→ **DATA TO PROCESS**:
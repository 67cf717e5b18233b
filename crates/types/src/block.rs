use serde::{Deserialize, Serialize};

/// A rollup that has been confirmed on chain, decoded from the
/// `processRollup` call data of the transaction that carried it.
#[derive(Debug, Clone, Serialize, Deserialize)]
pub struct Block {
    pub block_num: u64,
    pub created: u64,
    pub tx_hash: [u8; 32],
    pub rollup_proof_data: Vec<u8>,
    pub viewing_keys_data: Vec<u8>,
    pub rollup_id: u64,
    pub rollup_size: usize,
    pub data_start_index: u64,
    pub num_data_entries: u64,
    pub data_entries: Vec<[u8; 64]>,
    pub nullifiers: Vec<u128>,
}
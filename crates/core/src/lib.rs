//! The aggregation pipeline's core stages: tx admission, batching, rollup
//! construction, and the single-writer state queue that serializes every
//! mutation to world state.

pub mod admission;
pub mod batch_controller;
pub mod error;
pub mod rollup_builder;
pub mod state_serializer;
pub mod verifier;

pub use admission::TxAdmission;
pub use batch_controller::{BatchController, BatchControllerConfig, StateWork};
pub use error::{AdmissionError, BuildError};
pub use rollup_builder::build_rollup;
pub use state_serializer::StateSerializer;
pub use verifier::{AcceptAllVerifier, JoinSplitVerifier};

→ **TASK PROMPT**: Please quote every record above exactly as it appears.

→ **RESULT**:
repository 67cf717e5b18233b
filename crates/types/src/block.rs
use serde::{Deserialize, Serialize};

/// A rollup that has been confirmed on chain, decoded from the
/// `processRollup` call data of the transaction that carried it.
#[derive(Debug, Clone, Serialize, Deserialize)]
pub struct Block {
    pub block_num: u64,
    pub created: u64,
    pub tx_hash: [u8; 32],
    pub rollup_proof_data: Vec<u8>,
    pub viewing_keys_data: Vec<u8>,
    pub rollup_id: u64,
    pub rollup_size: usize,
    pub data_start_index: u64,
    pub num_data_entries: u64,
    pub data_entries: Vec<[u8; 64]>,
    pub nullifiers: Vec<u128>,
}
filename crates/core/src/lib.rs
//! The aggregation pipeline's core stages: tx admission, batching, rollup
//! construction, and the single-writer state queue that serializes every
//! mutation to world state.

pub mod admission;
pub mod batch_controller;
pub mod error;
pub mod rollup_builder;
pub mod state_serializer;
pub mod verifier;

pub use admission::TxAdmission;
pub use batch_controller::{BatchController, BatchControllerConfig, StateWork};
pub use error::{AdmissionError, BuildError};
pub use rollup_builder::build_rollup;
pub use state_serializer::StateSerializer;
pub use verifier::{AcceptAllVerifier, JoinSplitVerifier};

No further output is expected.